Tabanan, Surya Indonesia. Net – Warga Binaan Lembaga Pemasyarakatan (Lapas) Kelas IIB Tabanan yang beragama Hindu melaksanakan persembahyangan hari suci Siwaratri sebagai momentum introspeksi diri dan perenungan spiritual, Sabtu (17/01). Dengan menjalankan brata dan persembahyangan, Warga Binaan mendekatkan diri kepada Sang Pencipta Ida Sang Hyang Widi Wasa serta memohon pengampunan atas segala perbuatan yang telah dilakukan.
Kegiatan persembahyangan Siwaratri dilaksanakan di Pura Swagina Lapas Tabanan dan diikuti oleh Warga Binaan umat Hindu dengan penuh kekhusyukan. Kegiatan ini juga menghadirkan penceramah dari Kementerian Agama (Kemenag) Kabupaten Tabanan, I Wayan Balik Tamba Utama.

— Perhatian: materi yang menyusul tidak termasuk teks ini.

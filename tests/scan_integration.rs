//! End-to-end scan tests against loopback device simulators.
//!
//! A small UDP responder speaks just enough SNMP v2c BER to stand in for a
//! real agent, and a minimal TCP loop answers HTTP requests with canned
//! bodies. Everything binds ephemeral loopback ports, so the tests need no
//! privileges and no network.

use auditscan::classify::{Classifier, ProbeConfig};
use auditscan::driver;
use auditscan::driver::Driver as _;
use auditscan::net::Prober;
use auditscan::scheduler::{ScanEvent, ScanOutcome, ScanRequest, ScanTask};
use auditscan::types::{AddrRange, DeviceTypeId, Scalar};
use std::collections::{BTreeMap, HashSet};
use std::ops::Bound;
use std::sync::Arc;
use std::time::Duration;
use tokio::io::{AsyncReadExt, AsyncWriteExt};
use tokio::net::{TcpListener, UdpSocket};
use tokio::sync::mpsc;

// --- SNMP agent simulator -------------------------------------------------

const TAG_INTEGER: u8 = 0x02;
const TAG_OCTET_STRING: u8 = 0x04;
const TAG_OID: u8 = 0x06;
const TAG_SEQUENCE: u8 = 0x30;
const TAG_TIMETICKS: u8 = 0x43;
const TAG_NO_SUCH_OBJECT: u8 = 0x80;
const TAG_END_OF_MIB_VIEW: u8 = 0x82;
const TAG_GET_REQUEST: u8 = 0xa0;
const TAG_GET_NEXT_REQUEST: u8 = 0xa1;
const TAG_GET_RESPONSE: u8 = 0xa2;

fn tlv(tag: u8, content: &[u8]) -> Vec<u8> {
    let mut out = vec![tag];
    let len = content.len();
    if len < 0x80 {
        out.push(len as u8);
    } else {
        let bytes = len.to_be_bytes();
        let skip = bytes.iter().take_while(|&&b| b == 0).count();
        out.push(0x80 | (bytes.len() - skip) as u8);
        out.extend_from_slice(&bytes[skip..]);
    }
    out.extend_from_slice(content);
    out
}

/// Minimal INTEGER encoding, enough for version/ids/status fields.
fn int_tlv(value: u8) -> Vec<u8> {
    assert!(value < 0x80);
    vec![TAG_INTEGER, 0x01, value]
}

fn oid_bytes(arcs: &[u32]) -> Vec<u8> {
    let mut out = vec![(arcs[0] * 40 + arcs[1]) as u8];
    for &arc in &arcs[2..] {
        let mut chunk = Vec::new();
        let mut n = arc;
        loop {
            chunk.push((n & 0x7f) as u8);
            n >>= 7;
            if n == 0 {
                break;
            }
        }
        chunk.reverse();
        let last = chunk.len() - 1;
        for (i, b) in chunk.into_iter().enumerate() {
            out.push(if i == last { b } else { b | 0x80 });
        }
    }
    out
}

fn arcs(dotted: &str) -> Vec<u32> {
    dotted.split('.').map(|p| p.parse().unwrap()).collect()
}

fn text_tlv(text: &str) -> Vec<u8> {
    tlv(TAG_OCTET_STRING, text.as_bytes())
}

fn read_len(packet: &[u8], pos: &mut usize) -> Option<usize> {
    let first = *packet.get(*pos)?;
    *pos += 1;
    if first & 0x80 == 0 {
        return Some(first as usize);
    }
    let count = (first & 0x7f) as usize;
    let mut len = 0usize;
    for _ in 0..count {
        len = (len << 8) | *packet.get(*pos)? as usize;
        *pos += 1;
    }
    Some(len)
}

fn skip_tlv(packet: &[u8], pos: &mut usize) -> Option<()> {
    *pos += 1;
    let len = read_len(packet, pos)?;
    *pos += len;
    Some(())
}

/// Pull the PDU tag and the requested OID out of a GET/GET-NEXT packet.
fn parse_request(packet: &[u8]) -> Option<(u8, Vec<u32>)> {
    let mut pos = 0;
    if *packet.get(pos)? != TAG_SEQUENCE {
        return None;
    }
    pos += 1;
    read_len(packet, &mut pos)?;
    skip_tlv(packet, &mut pos)?; // version
    skip_tlv(packet, &mut pos)?; // community

    let pdu_tag = *packet.get(pos)?;
    if pdu_tag != TAG_GET_REQUEST && pdu_tag != TAG_GET_NEXT_REQUEST {
        return None;
    }
    pos += 1;
    read_len(packet, &mut pos)?;
    skip_tlv(packet, &mut pos)?; // request-id
    skip_tlv(packet, &mut pos)?; // error-status
    skip_tlv(packet, &mut pos)?; // error-index

    if *packet.get(pos)? != TAG_SEQUENCE {
        return None;
    }
    pos += 1;
    read_len(packet, &mut pos)?;
    if *packet.get(pos)? != TAG_SEQUENCE {
        return None;
    }
    pos += 1;
    read_len(packet, &mut pos)?;
    if *packet.get(pos)? != TAG_OID {
        return None;
    }
    pos += 1;
    let len = read_len(packet, &mut pos)?;
    let content = packet.get(pos..pos + len)?;

    let mut oid = vec![(content[0] / 40) as u32, (content[0] % 40) as u32];
    let mut acc: u32 = 0;
    for &b in &content[1..] {
        acc = (acc << 7) | (b & 0x7f) as u32;
        if b & 0x80 == 0 {
            oid.push(acc);
            acc = 0;
        }
    }
    Some((pdu_tag, oid))
}

fn response(oid: &[u32], value_tlv: &[u8]) -> Vec<u8> {
    let mut varbind = tlv(TAG_OID, &oid_bytes(oid));
    varbind.extend_from_slice(value_tlv);
    let varbind_list = tlv(TAG_SEQUENCE, &tlv(TAG_SEQUENCE, &varbind));

    let mut pdu = int_tlv(42);
    pdu.extend(int_tlv(0));
    pdu.extend(int_tlv(0));
    pdu.extend(varbind_list);

    let mut message = int_tlv(1);
    message.extend(tlv(TAG_OCTET_STRING, b"public"));
    message.extend(tlv(TAG_GET_RESPONSE, &pdu));
    tlv(TAG_SEQUENCE, &message)
}

/// Serve an agent whose MIB is the given map. When `sticky_next` is set,
/// every GET-NEXT answers with that one varbind forever, the way a broken
/// agent loops a table walk.
async fn snmp_sim(
    map: BTreeMap<Vec<u32>, Vec<u8>>,
    sticky_next: Option<(Vec<u32>, Vec<u8>)>,
) -> u16 {
    let socket = UdpSocket::bind("127.0.0.1:0").await.unwrap();
    let port = socket.local_addr().unwrap().port();
    tokio::spawn(async move {
        let mut buf = vec![0u8; 65535];
        loop {
            let Ok((n, peer)) = socket.recv_from(&mut buf).await else {
                break;
            };
            let Some((pdu_tag, oid)) = parse_request(&buf[..n]) else {
                continue;
            };
            let (answer_oid, value) = match pdu_tag {
                TAG_GET_REQUEST => match map.get(&oid) {
                    Some(v) => (oid.clone(), v.clone()),
                    None => (oid.clone(), vec![TAG_NO_SUCH_OBJECT, 0x00]),
                },
                TAG_GET_NEXT_REQUEST => {
                    if let Some((o, v)) = &sticky_next {
                        (o.clone(), v.clone())
                    } else {
                        match map
                            .range((Bound::Excluded(oid.clone()), Bound::Unbounded))
                            .next()
                        {
                            Some((o, v)) => (o.clone(), v.clone()),
                            None => (oid.clone(), vec![TAG_END_OF_MIB_VIEW, 0x00]),
                        }
                    }
                }
                _ => continue,
            };
            let _ = socket.send_to(&response(&answer_oid, &value), peer).await;
        }
    });
    port
}

// --- HTTP simulator -------------------------------------------------------

/// Serve canned bodies by path; unknown paths get an empty 200.
async fn http_sim(routes: Vec<(&'static str, &'static str)>) -> u16 {
    let listener = TcpListener::bind("127.0.0.1:0").await.unwrap();
    let port = listener.local_addr().unwrap().port();
    tokio::spawn(async move {
        loop {
            let Ok((mut stream, _)) = listener.accept().await else {
                break;
            };
            let routes = routes.clone();
            tokio::spawn(async move {
                let mut request = Vec::new();
                let mut buf = [0u8; 4096];
                loop {
                    match stream.read(&mut buf).await {
                        Ok(0) | Err(_) => break,
                        Ok(n) => {
                            request.extend_from_slice(&buf[..n]);
                            if request.windows(4).any(|w| w == b"\r\n\r\n") {
                                break;
                            }
                        }
                    }
                }
                let text = String::from_utf8_lossy(&request);
                let path = text.split_whitespace().nth(1).unwrap_or("/");
                let body = routes
                    .iter()
                    .find(|(route, _)| *route == path)
                    .map(|(_, body)| *body)
                    .unwrap_or("");
                let reply = format!(
                    "HTTP/1.1 200 OK\r\nContent-Length: {}\r\nConnection: close\r\n\r\n{}",
                    body.len(),
                    body
                );
                let _ = stream.write_all(reply.as_bytes()).await;
                let _ = stream.shutdown().await;
            });
        }
    });
    port
}

// --- Fixtures -------------------------------------------------------------

struct AlwaysUp;

#[async_trait::async_trait]
impl Prober for AlwaysUp {
    async fn probe(&self, _address: &str) -> bool {
        true
    }
}

/// Probe config pointing every surface at loopback; unused surfaces go to
/// port 1, which refuses connections immediately.
fn loopback_probes(snmp_port: u16, http_port: u16) -> ProbeConfig {
    ProbeConfig {
        snmp_port,
        http_port,
        http_alt_port: 1,
        telnet_port: 1,
        snmp_timeout: Duration::from_millis(500),
        http_timeout: Duration::from_millis(500),
        telnet_timeout: Duration::from_millis(500),
    }
}

fn localhost_request(out: &std::path::Path, probes: ProbeConfig) -> ScanRequest {
    ScanRequest {
        range: AddrRange::parse("127.0.0.1", "127.0.0.1").unwrap(),
        output_dir: out.to_path_buf(),
        include_localhost: false,
        ignore_unknown: true,
        selected: DeviceTypeId::ALL.iter().copied().collect(),
        concurrency: 4,
        probes,
    }
}

async fn run_scan(request: ScanRequest) -> (auditscan::ScanSummary, Vec<ScanEvent>) {
    let task = ScanTask::new(request, Arc::new(AlwaysUp));
    let (tx, mut rx) = mpsc::unbounded_channel();
    let summary = tokio::time::timeout(Duration::from_secs(30), task.run(tx))
        .await
        .expect("scan did not finish")
        .expect("scan failed");
    let mut events = Vec::new();
    while let Ok(event) = rx.try_recv() {
        events.push(event);
    }
    (summary, events)
}

// --- Tests ----------------------------------------------------------------

#[tokio::test]
async fn scan_records_receiver_answering_product_oid() {
    let mut mib = BTreeMap::new();
    mib.insert(arcs("1.3.6.1.4.1.1773.1.1.1.7.0"), text_tlv("RX8200"));
    mib.insert(arcs("1.3.6.1.4.1.1773.1.1.1.16.0"), text_tlv("7.02.09"));
    mib.insert(
        arcs("1.3.6.1.2.1.1.3.0"),
        tlv(TAG_TIMETICKS, &[0x01, 0x00, 0x00]),
    );
    let snmp_port = snmp_sim(mib, None).await;

    let out = tempfile::tempdir().unwrap();
    let request = localhost_request(out.path(), loopback_probes(snmp_port, 1));
    let (summary, events) = run_scan(request).await;

    assert_eq!(summary.outcome, ScanOutcome::Completed);
    assert_eq!(summary.hosts_found, 1);
    assert!(events
        .iter()
        .any(|e| matches!(e, ScanEvent::Step { done: 1, total: 1 })));

    let data = summary.result_dir.join("127.0.0.1").join("127.0.0.1_data.json");
    let record: serde_json::Value =
        serde_json::from_slice(&std::fs::read(&data).unwrap()).unwrap();
    assert_eq!(record["info"]["productname"], "RX8200");
    assert_eq!(record["info"]["swversion"], "7.02.09");
    assert_eq!(record["info"]["ipaddress"], "127.0.0.1");
    // this family exposes no config dump
    assert!(!summary
        .result_dir
        .join("127.0.0.1")
        .join("127.0.0.1_conf.xml")
        .exists());
}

Kepala Lapas Tabanan, Prawira Hadiwidjojo, berharap peringatan hari suci Siwaratri dapat memperkuat spiritualitas Warga Binaan. “Kami berharap Siwaratri menjadi momentum untuk menguatkan iman dan ketakwaan Warga Binaan, khususnya yang beragama Hindu sebagai bekal pembentukan karakter yang lebih positif sesuai dengan makna hari suci Siwaratri itu sendiri,” ungkapnya.
Sementara itu Wayan Balik Tama Utama menyampaikan bahwa Siwaratri merupakan waktu yang tepat untuk melakukan refleksi diri. “Hari suci Siwaratri merupakan momen yang tepat untuk perenungan atas kesalahan-kesalahan yang pernah kita perbua sehingga ke depan tidak kembali diulangi dan kita dapat menjadi pribadi yang lebih baik,” ujarnya.

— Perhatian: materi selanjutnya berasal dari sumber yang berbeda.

//! CLI subcommand definitions and handlers.
//!
//! Implements a git-like subcommand architecture:
//! - `auditscan scan --start <IP> --end <IP>` - Sweep a range and audit responders
//! - `auditscan devices` - List the device families the scanner recognizes

mod devices;
mod scan;

pub use devices::DevicesCommand;
pub use scan::ScanCommand;

use clap::{Parser, Subcommand};

/// auditscan - A broadcast-network discovery and audit tool.
///
/// Pings every address in an IPv4 range, classifies each responder by
/// probing its SNMP, HTTP, and Telnet surfaces, then runs a family-specific
/// collector that records identity, licensing, card inventory, and raw
/// configuration to disk.
#[derive(Parser, Debug)]
#[command(name = "auditscan")]
#[command(version = env!("CARGO_PKG_VERSION"))]
#[command(about = "Discover and audit broadcast network appliances", long_about = None)]
#[command(propagate_version = true)]
pub struct Cli {
    /// Subcommand to execute
    #[command(subcommand)]
    pub command: Commands,

    /// Enable verbose output
    #[arg(short, long, global = true)]
    pub verbose: bool,

    /// Suppress non-essential output
    #[arg(short, long, global = true)]
    pub quiet: bool,
}

/// Available subcommands.
#[derive(Subcommand, Debug)]
pub enum Commands {
    /// Sweep an address range and audit every recognized responder
    #[command(alias = "s")]
    Scan(ScanCommand),

    /// List the device families the scanner recognizes
    #[command(alias = "d")]
    Devices(DevicesCommand),
}
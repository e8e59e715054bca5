//! auditscan binary entry point.

use anyhow::Result;
use auditscan::cli::{Cli, Commands};
use clap::Parser;
use tracing_subscriber::EnvFilter;

#[tokio::main]
async fn main() -> Result<()> {
    let cli = Cli::parse();

    let default_level = if cli.verbose { "auditscan=debug" } else { "auditscan=warn" };
    tracing_subscriber::fmt()
        .with_env_filter(
            EnvFilter::try_from_default_env().unwrap_or_else(|_| EnvFilter::new(default_level)),
        )
        .with_writer(std::io::stderr)
        .init();

    match &cli.command {
        Commands::Scan(cmd) => cmd.execute(cli.quiet).await?,
        Commands::Devices(cmd) => cmd.execute()?,
    }

    Ok(())
}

Salah satu Warga Binaan, Made, juga mengungkapkan harapannya, “Saya berharap dapat melakukan perenungan dengan sungguh-sungguh, merenungi kesalahan di masa lalu, dan ke depan bisa menjadi pribadi yang lebih baik,” ucapnya.
Dalam pelaksanaannya, Warga Binaan menjalani brata atau semedi sebagai simbol pengendalian diri dan perenungan atas perbuatan yang tidak baik, baik yang disengaja maupun tidak disengaja. Hari suci Siwaratri juga dimaknai sebagai proses pencerahan batin, yakni upaya mengisi kegelapan pikiran dengan cahaya pengetahuan, kesadaran, dan kesucian hati.